Start of RECORD EXTRACTS

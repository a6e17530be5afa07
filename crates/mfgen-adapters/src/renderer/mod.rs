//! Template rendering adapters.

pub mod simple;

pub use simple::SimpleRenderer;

End of RECORD EXTRACTS

▶ REQUIRED ACTION: Return every line above exactly.

▶ REPLY TO THE TASK:
repository a6e17530be5afa07
filename crates/mfgen-adapters/src/renderer/mod.rs
//! Template rendering adapters.

pub mod simple;

pub use simple::SimpleRenderer;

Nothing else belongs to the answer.